REQUIRED ACTION: Go through the records and copy each line where the string "impl" occurs.

SUPPLIED DATA:
*** Begin section ***
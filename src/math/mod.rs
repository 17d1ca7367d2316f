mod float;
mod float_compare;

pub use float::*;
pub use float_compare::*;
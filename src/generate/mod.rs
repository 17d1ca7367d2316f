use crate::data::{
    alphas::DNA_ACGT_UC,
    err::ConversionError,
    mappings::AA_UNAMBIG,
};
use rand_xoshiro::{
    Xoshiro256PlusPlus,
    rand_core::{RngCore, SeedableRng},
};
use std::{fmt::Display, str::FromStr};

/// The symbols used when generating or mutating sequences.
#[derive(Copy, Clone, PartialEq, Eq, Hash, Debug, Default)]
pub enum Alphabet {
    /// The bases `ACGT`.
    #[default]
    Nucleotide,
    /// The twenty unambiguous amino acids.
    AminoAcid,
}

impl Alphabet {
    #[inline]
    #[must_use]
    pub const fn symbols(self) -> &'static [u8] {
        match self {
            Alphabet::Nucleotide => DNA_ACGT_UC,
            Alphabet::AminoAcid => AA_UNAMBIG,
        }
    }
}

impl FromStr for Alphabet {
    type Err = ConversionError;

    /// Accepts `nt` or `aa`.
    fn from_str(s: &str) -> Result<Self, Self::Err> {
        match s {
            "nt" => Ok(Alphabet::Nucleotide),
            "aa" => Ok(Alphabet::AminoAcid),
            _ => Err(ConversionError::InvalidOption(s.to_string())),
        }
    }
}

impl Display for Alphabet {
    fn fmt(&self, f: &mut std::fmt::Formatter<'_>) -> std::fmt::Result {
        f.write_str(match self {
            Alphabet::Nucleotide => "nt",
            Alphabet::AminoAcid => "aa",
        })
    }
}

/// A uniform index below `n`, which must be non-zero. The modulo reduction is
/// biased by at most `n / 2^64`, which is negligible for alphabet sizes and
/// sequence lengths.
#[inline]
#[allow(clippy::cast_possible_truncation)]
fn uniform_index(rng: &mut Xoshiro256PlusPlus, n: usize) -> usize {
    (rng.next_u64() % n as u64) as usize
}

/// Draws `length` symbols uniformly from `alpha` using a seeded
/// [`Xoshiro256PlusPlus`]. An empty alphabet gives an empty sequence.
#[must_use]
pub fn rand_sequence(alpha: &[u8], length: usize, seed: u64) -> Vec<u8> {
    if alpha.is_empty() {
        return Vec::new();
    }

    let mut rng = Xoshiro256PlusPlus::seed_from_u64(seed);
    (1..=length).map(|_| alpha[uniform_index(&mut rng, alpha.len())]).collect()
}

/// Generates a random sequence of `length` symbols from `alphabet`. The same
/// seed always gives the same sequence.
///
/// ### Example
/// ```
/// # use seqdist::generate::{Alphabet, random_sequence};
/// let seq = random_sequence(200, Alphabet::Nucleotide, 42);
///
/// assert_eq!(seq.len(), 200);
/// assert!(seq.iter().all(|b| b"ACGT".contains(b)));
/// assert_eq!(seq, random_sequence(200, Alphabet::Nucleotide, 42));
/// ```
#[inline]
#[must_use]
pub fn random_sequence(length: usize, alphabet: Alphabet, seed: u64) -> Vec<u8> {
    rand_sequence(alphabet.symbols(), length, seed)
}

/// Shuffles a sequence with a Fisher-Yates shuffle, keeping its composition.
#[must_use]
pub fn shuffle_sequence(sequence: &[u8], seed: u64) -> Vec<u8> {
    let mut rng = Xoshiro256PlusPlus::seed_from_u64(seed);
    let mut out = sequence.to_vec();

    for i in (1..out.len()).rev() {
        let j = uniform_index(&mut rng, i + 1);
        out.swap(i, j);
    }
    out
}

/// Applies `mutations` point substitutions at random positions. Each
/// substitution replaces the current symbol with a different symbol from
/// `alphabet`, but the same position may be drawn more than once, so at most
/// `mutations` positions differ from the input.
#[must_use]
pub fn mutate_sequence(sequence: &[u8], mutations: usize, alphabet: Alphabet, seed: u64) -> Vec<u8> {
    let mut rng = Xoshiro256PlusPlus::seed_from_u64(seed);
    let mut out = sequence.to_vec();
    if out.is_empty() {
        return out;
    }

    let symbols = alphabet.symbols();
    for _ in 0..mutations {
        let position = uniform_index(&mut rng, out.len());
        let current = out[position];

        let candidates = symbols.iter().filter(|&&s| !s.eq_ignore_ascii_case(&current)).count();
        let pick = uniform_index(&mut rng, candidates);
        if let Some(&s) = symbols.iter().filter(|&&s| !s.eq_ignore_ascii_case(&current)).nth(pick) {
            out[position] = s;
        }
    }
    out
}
*** End section ***
ANSWER TO THIS TASK:
impl Alphabet {
impl FromStr for Alphabet {
impl Display for Alphabet {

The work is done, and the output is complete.